Patients who smoke, use tobacco products, have diabetes, or are elderly are at higher risk of complications both during and after surgery. They are also more likely to have problems with wound and bone healing. Most healthy patients, however, cope well with collarbone surgery and are unlikely to have complications.

The outcome after clavicle fracture (broken collarbone) surgery is excellent; most patients report a feeling of the shoulder being stable the day after surgery, and by two weeks they are back to basic things around the house. At the final follow up visit at 3 months the fracture has usually healed and strengthening is commence. Contact sport is allowed 4-6 months from surgery. The chance of hardware removal in the Sydney Shoulder Unit experience is less than 5%.

Dr Pant has extensive experience fixing broken collarbones and is highly skilled in the surgical repair of all collarbone fractures. As the lead shoulder trauma surgeon at St Vincent’s Hospital for many years, he has experience with a vast array of shoulder and clavicle fractures; and is well versed in guiding you to full recovery.

Patient results

Broken Collarbone – Scooter accident

This 25 year old University Student came off his scooter and fell onto his left shoulder. He presented to the hospital with left shoulder pain and deformity. Plain x-rays demonstrated a comminuted (many parts) and displaced 4 part fractured left clavicle (collarbone). The options were discussed and he opted for surgery.

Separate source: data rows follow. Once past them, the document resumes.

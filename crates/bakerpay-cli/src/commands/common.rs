// Shared command plumbing: configuration + engine loading and the
// interactive confirmation prompt.

use std::io::{BufRead, IsTerminal, Write};
use std::path::Path;
use std::sync::Arc;

use bakerpay_core::config::{load_configuration, RuntimeConfiguration};
use bakerpay_core::engines::{
    AdminNotifier, CollectorEngine, HookDispatcher, NoopHookDispatcher, SignerEngine,
    TransactorEngine,
};
use bakerpay_core::error::{PayoutError, Result};
use bakerpay_clients::{load_signer, DefaultCollector, DefaultTransactor};
use bakerpay_extension::ExtensionStore;

use crate::notifications;

pub struct Engines {
    pub config: RuntimeConfiguration,
    pub collector: Arc<dyn CollectorEngine>,
    pub signer: Arc<dyn SignerEngine>,
    pub transactor: Arc<dyn TransactorEngine>,
    pub hooks: Arc<dyn HookDispatcher>,
}

pub async fn load_configuration_and_engines(
    config_path: &Path,
    workdir: &Path,
) -> Result<Engines> {
    let config = load_configuration(config_path)?;

    let signer = load_signer(config.payouts.wallet_mode, workdir, None)
        .await
        .map_err(|e| PayoutError::Signer(format!("failed to load signer - {}", e)))?;
    let collector =
        DefaultCollector::connect(&config.network.rpc_url, &config.network.indexer_url).await?;
    let transactor =
        DefaultTransactor::connect(&config.network.rpc_url, &config.network.indexer_url).await?;

    let hooks: Arc<dyn HookDispatcher> = if config.extensions.is_empty() {
        Arc::new(NoopHookDispatcher)
    } else {
        Arc::new(ExtensionStore::register(&config.extensions)?)
    };

    Ok(Engines {
        config,
        collector: Arc::new(collector),
        signer,
        transactor: Arc::new(transactor),
        hooks,
    })
}

/// Prompt the operator for a yes/no confirmation. Refuses when stdout is
/// not a terminal, so unattended runs must pass `--confirm`.
pub fn require_confirmation(message: &str) -> Result<()> {
    if !std::io::stdout().is_terminal() {
        return Err(PayoutError::Canceled);
    }
    print!("{} [y/N]: ", message);
    std::io::stdout()
        .flush()
        .map_err(|e| PayoutError::Input(e.to_string()))?;
    let mut answer = String::new();
    std::io::stdin()
        .lock()
        .read_line(&mut answer)
        .map_err(|e| PayoutError::Input(e.to_string()))?;
    match answer.trim().to_lowercase().as_str() {
        "y" | "yes" => Ok(()),
        _ => Err(PayoutError::Canceled),
    }
}

/// Admin-notify closure handed to the pipeline; fans out to all
/// admin-flagged notificators in the background.
pub fn admin_notifier(config: &RuntimeConfiguration) -> AdminNotifier {
    let configurations = config.notifications.clone();
    Arc::new(move |message: &str| {
        let configurations = configurations.clone();
        let message = message.to_string();
        tokio::spawn(async move {
            notifications::notify_admins(&configurations, &message).await;
        });
    })
}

He underwent an ORIF (Open Reduction and Internal Fixation). We achieved anatomical reduction and stable fixation. Each of the fragments of bone were carefully mobilised and repaired back to the anatomical (normal) position. Immediately after surgery, his collarbone felt stable and he was pain free and comfortable. This is a common story from patients after the “unstable” collarbone is stabilised with surgery. He commenced JPL rehabilitation at 2 weeks and by 6 weeks had full symmetrical range of motion. By 12 weeks he had healed his broken collarbone (both on examination and imaging) and was back to all activities, including his beloved scooter.

Broken Collarbone – Cycling accident

This 29 year old lady fell off her bicycle and landed on her right shoulder. She presented to the hospital immediately with pain and deformity around the right shoulder. Clinically she had a displaced clavicle fracture and this was confirmed on X-ray.

The X-ray demonstrates a complex 3-4 part displaced clavicle fracture; the central fragment is in a few pieces and there appears to be a Z type fracture configuration.

The options were discussed with her – early surgery was recommended given her young age, fracture displacement and fracture comminution/configuration. She elected to proceed with surgery and she underwent Open Reduction and Internal Fixation (ORIF) the following day.

At surgery, we were able to reduce all of the small fragments of bone with separate small screws outside of the plate (2.4mm screws) and then achieve stable fixation with a plate and screws. X-rays taken during surgery confirmed anatomical reduction and stable fixation. She was pain-free the day after surgery and commenced JPL therapy at 2 weeks postoperatively. She went on to heal her fracture at the 3-month X-ray and is back to riding her bicycle (albeit more carefully).